» **STUDY MATERIAL**
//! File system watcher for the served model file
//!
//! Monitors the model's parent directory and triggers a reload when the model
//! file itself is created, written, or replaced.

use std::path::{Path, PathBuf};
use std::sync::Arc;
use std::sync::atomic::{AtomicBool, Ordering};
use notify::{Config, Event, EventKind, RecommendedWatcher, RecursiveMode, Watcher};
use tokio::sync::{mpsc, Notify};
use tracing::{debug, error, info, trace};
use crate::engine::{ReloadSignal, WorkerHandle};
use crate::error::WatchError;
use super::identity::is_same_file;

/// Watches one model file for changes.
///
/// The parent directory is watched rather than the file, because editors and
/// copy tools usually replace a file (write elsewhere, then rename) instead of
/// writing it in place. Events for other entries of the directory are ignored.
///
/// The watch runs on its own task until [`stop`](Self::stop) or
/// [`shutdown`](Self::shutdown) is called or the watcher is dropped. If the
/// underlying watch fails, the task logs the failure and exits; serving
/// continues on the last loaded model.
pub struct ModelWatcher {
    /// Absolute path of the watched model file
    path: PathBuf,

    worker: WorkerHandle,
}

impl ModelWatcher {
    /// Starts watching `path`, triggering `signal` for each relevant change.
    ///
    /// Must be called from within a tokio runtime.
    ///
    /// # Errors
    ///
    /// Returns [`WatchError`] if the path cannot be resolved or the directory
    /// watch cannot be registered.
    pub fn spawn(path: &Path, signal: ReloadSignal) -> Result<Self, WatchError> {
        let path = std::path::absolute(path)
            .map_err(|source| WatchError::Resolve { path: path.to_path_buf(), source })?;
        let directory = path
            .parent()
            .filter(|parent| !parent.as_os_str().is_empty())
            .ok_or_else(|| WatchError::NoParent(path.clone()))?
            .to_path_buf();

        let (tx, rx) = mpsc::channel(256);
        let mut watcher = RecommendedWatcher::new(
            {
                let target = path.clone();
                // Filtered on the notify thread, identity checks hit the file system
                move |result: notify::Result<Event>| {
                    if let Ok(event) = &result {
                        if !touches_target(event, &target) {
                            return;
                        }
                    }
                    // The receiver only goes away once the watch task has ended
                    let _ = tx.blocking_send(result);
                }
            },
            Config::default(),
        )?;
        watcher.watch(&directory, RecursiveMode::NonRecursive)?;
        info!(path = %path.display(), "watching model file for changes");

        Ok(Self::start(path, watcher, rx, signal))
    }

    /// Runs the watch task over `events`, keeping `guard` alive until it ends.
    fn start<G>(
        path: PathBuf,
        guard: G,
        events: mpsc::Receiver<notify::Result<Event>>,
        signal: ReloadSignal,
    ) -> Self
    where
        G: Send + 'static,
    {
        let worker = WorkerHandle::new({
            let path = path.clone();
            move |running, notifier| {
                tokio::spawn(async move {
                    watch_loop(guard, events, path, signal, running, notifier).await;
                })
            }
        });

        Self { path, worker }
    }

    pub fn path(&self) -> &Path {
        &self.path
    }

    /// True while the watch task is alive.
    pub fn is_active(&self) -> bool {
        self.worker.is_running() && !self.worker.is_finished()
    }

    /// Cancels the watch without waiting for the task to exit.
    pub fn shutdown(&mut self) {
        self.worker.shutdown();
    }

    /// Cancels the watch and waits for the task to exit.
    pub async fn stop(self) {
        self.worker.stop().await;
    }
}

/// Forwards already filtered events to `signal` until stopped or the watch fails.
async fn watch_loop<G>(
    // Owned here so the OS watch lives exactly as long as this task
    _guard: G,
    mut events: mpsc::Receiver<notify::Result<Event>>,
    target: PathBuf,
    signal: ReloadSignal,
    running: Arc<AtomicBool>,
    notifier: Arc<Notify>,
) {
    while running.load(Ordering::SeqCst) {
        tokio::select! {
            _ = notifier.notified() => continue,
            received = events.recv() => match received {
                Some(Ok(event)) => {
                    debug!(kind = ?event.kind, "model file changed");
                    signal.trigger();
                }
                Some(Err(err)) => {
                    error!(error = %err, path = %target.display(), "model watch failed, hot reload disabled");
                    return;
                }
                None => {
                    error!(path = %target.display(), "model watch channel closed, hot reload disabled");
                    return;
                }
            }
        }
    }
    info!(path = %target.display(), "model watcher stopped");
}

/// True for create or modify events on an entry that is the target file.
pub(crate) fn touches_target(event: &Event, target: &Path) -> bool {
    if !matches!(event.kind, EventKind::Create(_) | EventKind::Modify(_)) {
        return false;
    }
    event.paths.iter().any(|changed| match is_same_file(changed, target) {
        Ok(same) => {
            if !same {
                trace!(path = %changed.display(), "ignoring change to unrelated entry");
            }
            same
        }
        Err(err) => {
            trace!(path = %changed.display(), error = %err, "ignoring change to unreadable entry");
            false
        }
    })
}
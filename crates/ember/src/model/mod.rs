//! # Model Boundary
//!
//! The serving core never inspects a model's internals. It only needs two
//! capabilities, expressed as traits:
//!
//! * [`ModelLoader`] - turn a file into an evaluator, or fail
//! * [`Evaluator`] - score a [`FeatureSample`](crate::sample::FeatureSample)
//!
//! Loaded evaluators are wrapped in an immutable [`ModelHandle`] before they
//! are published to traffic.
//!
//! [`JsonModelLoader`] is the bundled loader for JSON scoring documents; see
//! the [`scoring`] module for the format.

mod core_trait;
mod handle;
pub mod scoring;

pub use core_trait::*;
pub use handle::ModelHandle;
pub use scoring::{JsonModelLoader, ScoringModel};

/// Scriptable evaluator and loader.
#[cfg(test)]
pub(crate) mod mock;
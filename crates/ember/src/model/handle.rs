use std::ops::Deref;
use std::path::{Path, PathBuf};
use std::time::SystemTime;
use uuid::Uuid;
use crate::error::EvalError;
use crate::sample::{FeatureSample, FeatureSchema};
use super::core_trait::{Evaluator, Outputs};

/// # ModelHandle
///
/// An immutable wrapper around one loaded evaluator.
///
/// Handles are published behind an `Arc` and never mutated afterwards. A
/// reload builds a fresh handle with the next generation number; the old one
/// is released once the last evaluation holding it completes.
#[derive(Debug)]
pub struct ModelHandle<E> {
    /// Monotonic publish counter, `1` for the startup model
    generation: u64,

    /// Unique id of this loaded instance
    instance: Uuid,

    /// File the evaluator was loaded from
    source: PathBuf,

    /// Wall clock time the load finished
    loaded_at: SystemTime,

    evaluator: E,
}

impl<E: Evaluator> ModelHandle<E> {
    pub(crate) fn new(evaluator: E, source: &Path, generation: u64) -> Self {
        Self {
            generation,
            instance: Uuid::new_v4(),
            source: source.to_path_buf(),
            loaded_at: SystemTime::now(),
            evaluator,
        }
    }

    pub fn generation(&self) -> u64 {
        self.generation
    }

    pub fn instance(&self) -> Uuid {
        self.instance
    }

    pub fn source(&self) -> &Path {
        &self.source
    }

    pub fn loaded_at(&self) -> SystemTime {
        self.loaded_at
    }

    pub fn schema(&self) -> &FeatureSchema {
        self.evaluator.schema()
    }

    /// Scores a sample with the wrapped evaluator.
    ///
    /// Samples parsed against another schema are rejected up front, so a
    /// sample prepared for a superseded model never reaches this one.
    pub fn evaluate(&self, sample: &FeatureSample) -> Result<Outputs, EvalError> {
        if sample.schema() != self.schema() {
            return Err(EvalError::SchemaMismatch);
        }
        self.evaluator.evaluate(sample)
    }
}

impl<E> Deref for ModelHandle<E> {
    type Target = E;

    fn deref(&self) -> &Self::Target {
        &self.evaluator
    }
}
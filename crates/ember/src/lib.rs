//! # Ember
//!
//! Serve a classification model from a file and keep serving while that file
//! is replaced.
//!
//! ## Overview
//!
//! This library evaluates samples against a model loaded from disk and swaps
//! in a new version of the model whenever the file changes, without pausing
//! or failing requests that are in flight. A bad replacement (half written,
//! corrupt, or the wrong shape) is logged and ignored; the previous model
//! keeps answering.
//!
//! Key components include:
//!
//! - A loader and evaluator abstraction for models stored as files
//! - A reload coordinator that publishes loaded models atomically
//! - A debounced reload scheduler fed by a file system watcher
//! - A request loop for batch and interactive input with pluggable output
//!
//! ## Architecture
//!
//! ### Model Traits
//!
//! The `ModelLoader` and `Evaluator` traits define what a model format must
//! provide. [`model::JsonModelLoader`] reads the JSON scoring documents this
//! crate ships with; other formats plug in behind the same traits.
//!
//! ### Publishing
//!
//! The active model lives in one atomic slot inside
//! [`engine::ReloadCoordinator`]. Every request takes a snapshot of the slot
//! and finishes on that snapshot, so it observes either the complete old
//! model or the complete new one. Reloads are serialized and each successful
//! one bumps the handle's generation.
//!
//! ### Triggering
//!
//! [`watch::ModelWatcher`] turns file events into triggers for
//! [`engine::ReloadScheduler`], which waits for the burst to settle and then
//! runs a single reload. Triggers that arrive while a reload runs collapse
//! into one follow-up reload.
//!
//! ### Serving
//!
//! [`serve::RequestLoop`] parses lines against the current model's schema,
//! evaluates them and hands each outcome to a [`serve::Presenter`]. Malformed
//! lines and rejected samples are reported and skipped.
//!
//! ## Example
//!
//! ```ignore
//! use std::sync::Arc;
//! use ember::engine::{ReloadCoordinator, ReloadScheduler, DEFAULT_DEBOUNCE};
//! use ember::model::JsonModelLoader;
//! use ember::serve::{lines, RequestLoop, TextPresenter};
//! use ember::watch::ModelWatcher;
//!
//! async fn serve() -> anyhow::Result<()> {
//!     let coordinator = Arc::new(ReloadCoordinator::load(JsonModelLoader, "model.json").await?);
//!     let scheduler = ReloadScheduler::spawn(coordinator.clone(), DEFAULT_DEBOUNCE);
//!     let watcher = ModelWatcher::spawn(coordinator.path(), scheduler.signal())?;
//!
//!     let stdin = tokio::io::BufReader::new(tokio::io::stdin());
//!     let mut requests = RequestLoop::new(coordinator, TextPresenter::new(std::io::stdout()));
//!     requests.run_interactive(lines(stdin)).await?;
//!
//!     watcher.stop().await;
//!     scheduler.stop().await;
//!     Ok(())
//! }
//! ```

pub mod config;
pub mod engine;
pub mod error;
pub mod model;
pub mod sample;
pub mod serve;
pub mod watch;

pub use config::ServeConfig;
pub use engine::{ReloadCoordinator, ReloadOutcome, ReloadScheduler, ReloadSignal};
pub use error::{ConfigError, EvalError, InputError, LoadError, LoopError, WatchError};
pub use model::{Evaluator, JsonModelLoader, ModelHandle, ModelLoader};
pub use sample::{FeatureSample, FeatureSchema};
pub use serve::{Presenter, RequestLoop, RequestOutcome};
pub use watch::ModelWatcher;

» **WHAT THIS TASK INVOLVES**
With "immutable" as the string to match, show every line of the entries above that has it.

» **RESULT**
//! Loaded evaluators are wrapped in an immutable [`ModelHandle`] before they
/// An immutable wrapper around one loaded evaluator.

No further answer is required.